### The problem
Work out how many lines below contain "related". Provide only the figure.

### Stored data entries
▬▬▬

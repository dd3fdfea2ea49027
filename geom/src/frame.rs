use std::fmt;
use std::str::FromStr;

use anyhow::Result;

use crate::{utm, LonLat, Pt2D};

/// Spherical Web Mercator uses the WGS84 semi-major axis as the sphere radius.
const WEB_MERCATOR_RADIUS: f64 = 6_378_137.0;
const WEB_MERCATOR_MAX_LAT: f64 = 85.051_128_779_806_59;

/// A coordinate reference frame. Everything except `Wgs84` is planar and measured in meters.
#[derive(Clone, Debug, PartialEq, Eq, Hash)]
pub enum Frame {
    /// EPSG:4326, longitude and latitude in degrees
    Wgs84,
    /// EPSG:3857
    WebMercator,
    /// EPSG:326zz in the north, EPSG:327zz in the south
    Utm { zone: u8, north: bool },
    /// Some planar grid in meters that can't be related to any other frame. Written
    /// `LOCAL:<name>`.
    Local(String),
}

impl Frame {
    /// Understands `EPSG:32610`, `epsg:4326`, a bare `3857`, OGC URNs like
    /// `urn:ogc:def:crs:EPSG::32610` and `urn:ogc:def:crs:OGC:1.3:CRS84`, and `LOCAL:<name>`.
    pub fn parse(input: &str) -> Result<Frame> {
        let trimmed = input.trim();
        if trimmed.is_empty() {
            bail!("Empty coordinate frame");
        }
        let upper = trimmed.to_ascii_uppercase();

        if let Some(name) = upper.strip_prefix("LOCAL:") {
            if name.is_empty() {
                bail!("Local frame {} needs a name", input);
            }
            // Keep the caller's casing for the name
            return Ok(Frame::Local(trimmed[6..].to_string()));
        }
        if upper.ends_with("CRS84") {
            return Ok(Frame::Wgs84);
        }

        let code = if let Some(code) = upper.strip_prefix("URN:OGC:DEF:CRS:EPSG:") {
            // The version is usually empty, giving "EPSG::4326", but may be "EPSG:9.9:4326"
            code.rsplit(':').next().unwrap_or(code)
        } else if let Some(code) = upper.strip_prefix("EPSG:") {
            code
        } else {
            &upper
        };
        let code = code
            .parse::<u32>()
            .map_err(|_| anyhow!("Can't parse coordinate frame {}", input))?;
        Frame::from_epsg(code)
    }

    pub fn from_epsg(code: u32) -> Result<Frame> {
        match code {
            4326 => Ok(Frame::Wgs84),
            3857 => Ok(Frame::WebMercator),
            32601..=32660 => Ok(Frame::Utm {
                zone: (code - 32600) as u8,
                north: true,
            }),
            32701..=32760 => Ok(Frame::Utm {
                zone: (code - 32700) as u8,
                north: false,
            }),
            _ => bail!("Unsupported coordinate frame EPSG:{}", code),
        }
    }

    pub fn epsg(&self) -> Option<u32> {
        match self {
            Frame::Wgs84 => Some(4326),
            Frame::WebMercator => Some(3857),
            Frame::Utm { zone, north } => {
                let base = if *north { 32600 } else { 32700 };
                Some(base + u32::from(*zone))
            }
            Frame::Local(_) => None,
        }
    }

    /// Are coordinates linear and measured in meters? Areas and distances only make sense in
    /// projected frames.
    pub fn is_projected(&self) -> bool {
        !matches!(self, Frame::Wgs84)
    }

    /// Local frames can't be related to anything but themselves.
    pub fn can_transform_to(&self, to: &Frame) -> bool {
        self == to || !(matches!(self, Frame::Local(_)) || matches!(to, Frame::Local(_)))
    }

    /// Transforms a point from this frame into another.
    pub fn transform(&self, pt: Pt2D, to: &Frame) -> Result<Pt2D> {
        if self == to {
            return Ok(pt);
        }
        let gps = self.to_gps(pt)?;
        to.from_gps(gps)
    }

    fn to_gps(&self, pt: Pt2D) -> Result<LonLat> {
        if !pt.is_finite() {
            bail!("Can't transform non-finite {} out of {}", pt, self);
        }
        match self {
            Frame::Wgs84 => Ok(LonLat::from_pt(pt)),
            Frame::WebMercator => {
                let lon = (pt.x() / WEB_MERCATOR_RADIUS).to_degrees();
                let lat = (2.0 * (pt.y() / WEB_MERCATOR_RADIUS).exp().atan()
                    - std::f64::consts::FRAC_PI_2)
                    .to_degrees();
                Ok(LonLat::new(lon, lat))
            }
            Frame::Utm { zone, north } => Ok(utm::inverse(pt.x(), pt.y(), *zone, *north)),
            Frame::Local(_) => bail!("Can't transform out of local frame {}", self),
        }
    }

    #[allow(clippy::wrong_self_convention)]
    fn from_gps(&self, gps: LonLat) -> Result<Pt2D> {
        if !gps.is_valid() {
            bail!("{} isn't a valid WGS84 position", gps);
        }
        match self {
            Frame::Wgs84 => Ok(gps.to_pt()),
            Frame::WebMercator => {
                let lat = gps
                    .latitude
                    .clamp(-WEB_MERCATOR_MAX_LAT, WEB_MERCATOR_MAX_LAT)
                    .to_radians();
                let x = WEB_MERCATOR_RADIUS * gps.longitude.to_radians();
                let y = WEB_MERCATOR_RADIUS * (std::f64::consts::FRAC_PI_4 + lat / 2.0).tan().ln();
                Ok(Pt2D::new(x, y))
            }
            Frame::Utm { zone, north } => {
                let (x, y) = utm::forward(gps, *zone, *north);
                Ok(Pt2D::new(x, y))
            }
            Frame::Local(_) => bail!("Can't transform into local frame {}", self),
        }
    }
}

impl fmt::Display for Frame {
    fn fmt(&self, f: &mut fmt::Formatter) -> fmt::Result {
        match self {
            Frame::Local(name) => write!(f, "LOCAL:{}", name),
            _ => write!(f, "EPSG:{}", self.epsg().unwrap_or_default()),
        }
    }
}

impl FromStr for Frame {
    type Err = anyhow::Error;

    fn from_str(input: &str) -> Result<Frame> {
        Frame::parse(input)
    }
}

▬▬▬

### Answer box
2